Every second, billions of photons enter our eyes, carrying information about the size, shape, distance, and color of objects around us. The slightest shaking of the head when walking immediately changes the picture, complicates it, and the world around is also constantly moving. As a result, the brain constantly receives an exorbitant amount of data only about what we see, not to mention the rest of the senses.
This video is a good example. The small circle on the left shows the information the brain is picking up with each eye movement. However, we see a stable picture, as in the right side.
This is due to the fact that the brain hides visual garbage and flickering from us. As scientists have established, it summarizes the data and gives a certain average estimate for a period of about 15 seconds. This was confirmed experimentally when people observed and reported continuous changes in the image in a special test – all subjects had a delay of 15 seconds. It turns out that in this case the brain “showed” a picture from the past.

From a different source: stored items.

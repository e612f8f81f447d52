use std::collections::{HashMap, HashSet, VecDeque};
use std::sync::atomic::{AtomicBool, Ordering};
use std::time::Duration;

use async_trait::async_trait;
use parking_lot::Mutex;
use tracing::debug;

use super::{BusError, MessageBus, OutboundMessage, TopicKind};
use crate::domain::SiteId;

#[derive(Debug, Default)]
struct Recorded {
    published: VecDeque<OutboundMessage>,
    /// Keep at most this many messages, oldest evicted first
    limit: Option<usize>,
    retained: HashMap<String, OutboundMessage>,
    failing_sites: HashSet<SiteId>,
    delay: Option<Duration>,
}

/// In-process bus that records every accepted message.
///
/// Sites can be marked as failing to exercise publish error paths.
#[derive(Debug, Default)]
pub struct InMemoryBus {
    inner: Mutex<Recorded>,
    connected: AtomicBool,
}

impl InMemoryBus {
    pub fn new() -> Self {
        Self::default()
    }

    /// A bus that starts out connected.
    pub fn connected() -> Self {
        let bus = Self::default();
        bus.connected.store(true, Ordering::SeqCst);
        bus
    }

    /// Connected bus that only keeps the latest `limit` messages.
    pub fn bounded(limit: usize) -> Self {
        let bus = Self::connected();
        bus.inner.lock().limit = Some(limit);
        bus
    }

    pub fn set_connected(&self, connected: bool) {
        self.connected.store(connected, Ordering::SeqCst);
    }

    /// Reject every publish for `site` until [`InMemoryBus::heal_site`].
    pub fn fail_site(&self, site: SiteId) {
        self.inner.lock().failing_sites.insert(site);
    }

    pub fn heal_site(&self, site: &SiteId) {
        self.inner.lock().failing_sites.remove(site);
    }

    /// Hold every publish for `delay` before accepting it.
    pub fn set_delay(&self, delay: Option<Duration>) {
        self.inner.lock().delay = delay;
    }

    pub fn messages(&self) -> Vec<OutboundMessage> {
        self.inner.lock().published.iter().cloned().collect()
    }

    pub fn messages_for(&self, site: &SiteId) -> Vec<OutboundMessage> {
        self.inner
            .lock()
            .published
            .iter()
            .filter(|m| &m.site_id == site)
            .cloned()
            .collect()
    }

    pub fn count(&self, kind: TopicKind) -> usize {
        self.inner
            .lock()
            .published
            .iter()
            .filter(|m| m.kind == kind)
            .count()
    }

    /// Last retained message per topic.
    pub fn retained(&self, topic: &str) -> Option<OutboundMessage> {
        self.inner.lock().retained.get(topic).cloned()
    }

    pub fn clear(&self) {
        let mut inner = self.inner.lock();
        inner.published.clear();
        inner.retained.clear();
    }
}

#[async_trait]
impl MessageBus for InMemoryBus {
    async fn connect(&self) -> Result<(), BusError> {
        self.connected.store(true, Ordering::SeqCst);
        debug!("in-memory bus connected");
        Ok(())
    }

    async fn publish(&self, message: &OutboundMessage) -> Result<(), BusError> {
        if !self.is_connected() {
            return Err(BusError::Disconnected);
        }
        let delay = {
            let inner = self.inner.lock();
            if inner.failing_sites.contains(&message.site_id) {
                return Err(BusError::Publish {
                    topic: message.topic.clone(),
                    reason: "site marked as failing".into(),
                });
            }
            inner.delay
        };
        if let Some(delay) = delay {
            tokio::time::sleep(delay).await;
        }

        let mut inner = self.inner.lock();
        if message.retain {
            inner
                .retained
                .insert(message.topic.clone(), message.clone());
        }
        if inner.limit.is_some_and(|limit| inner.published.len() >= limit) {
            inner.published.pop_front();
        }
        inner.published.push_back(message.clone());
        Ok(())
    }

    async fn disconnect(&self) -> Result<(), BusError> {
        self.connected.store(false, Ordering::SeqCst);
        Ok(())
    }

    fn is_connected(&self) -> bool {
        self.connected.load(Ordering::SeqCst)
    }
}

#[cfg(test)]
mod tests {
    use super::*;
    use crate::bus::Topics;

    fn message(site: &str, kind: TopicKind) -> OutboundMessage {
        OutboundMessage::json(&Topics::new("t"), &SiteId::from(site), kind, &serde_json::json!({})).unwrap()
    }

    #[tokio::test]
    async fn test_rejects_while_disconnected() {
        let bus = InMemoryBus::new();
        let err = bus.publish(&message("site_001", TopicKind::Telemetry)).await;
        assert_eq!(err, Err(BusError::Disconnected));

        bus.connect().await.unwrap();
        assert!(bus.publish(&message("site_001", TopicKind::Telemetry)).await.is_ok());
        assert_eq!(bus.messages().len(), 1);
    }

    #[tokio::test]
    async fn test_failing_site_is_isolated() {
        let bus = InMemoryBus::connected();
        bus.fail_site(SiteId::from("site_002"));

        assert!(bus.publish(&message("site_001", TopicKind::Weather)).await.is_ok());
        assert!(matches!(
            bus.publish(&message("site_002", TopicKind::Weather)).await,
            Err(BusError::Publish { .. })
        ));

        bus.heal_site(&SiteId::from("site_002"));
        assert!(bus.publish(&message("site_002", TopicKind::Weather)).await.is_ok());
        assert_eq!(bus.count(TopicKind::Weather), 2);
    }

    #[tokio::test]
    async fn test_bounded_bus_evicts_oldest() {
        let bus = InMemoryBus::bounded(2);
        for kind in [TopicKind::Telemetry, TopicKind::Weather, TopicKind::Faults] {
            bus.publish(&message("site_001", kind)).await.unwrap();
        }
        let kinds: Vec<_> = bus.messages().iter().map(|m| m.kind).collect();
        assert_eq!(kinds, vec![TopicKind::Weather, TopicKind::Faults]);
    }

    #[tokio::test]
    async fn test_static_is_retained() {
        let bus = InMemoryBus::connected();
        bus.publish(&message("site_001", TopicKind::Static)).await.unwrap();
        assert!(bus.retained("t/site_001/static").is_some());
        assert!(bus.retained("t/site_001/telemetry").is_none());
    }
}
pub mod payload;
pub mod site;
pub mod types;

pub use payload::*;
pub use site::*;
pub use types::*;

This effect explains why people do not notice important little things, they can pass by and not see an object lying in plain sight – it was static and the brain ignored it. Hence the belated reaction to instantaneous events – many classic tricks are built on distraction. On the other hand, in martial arts, in sports and a number of extreme activities, the ability to act on reflexes, on intuition, is specially developed, when a person does not wait until the brain processes the incoming information, but acts in advance.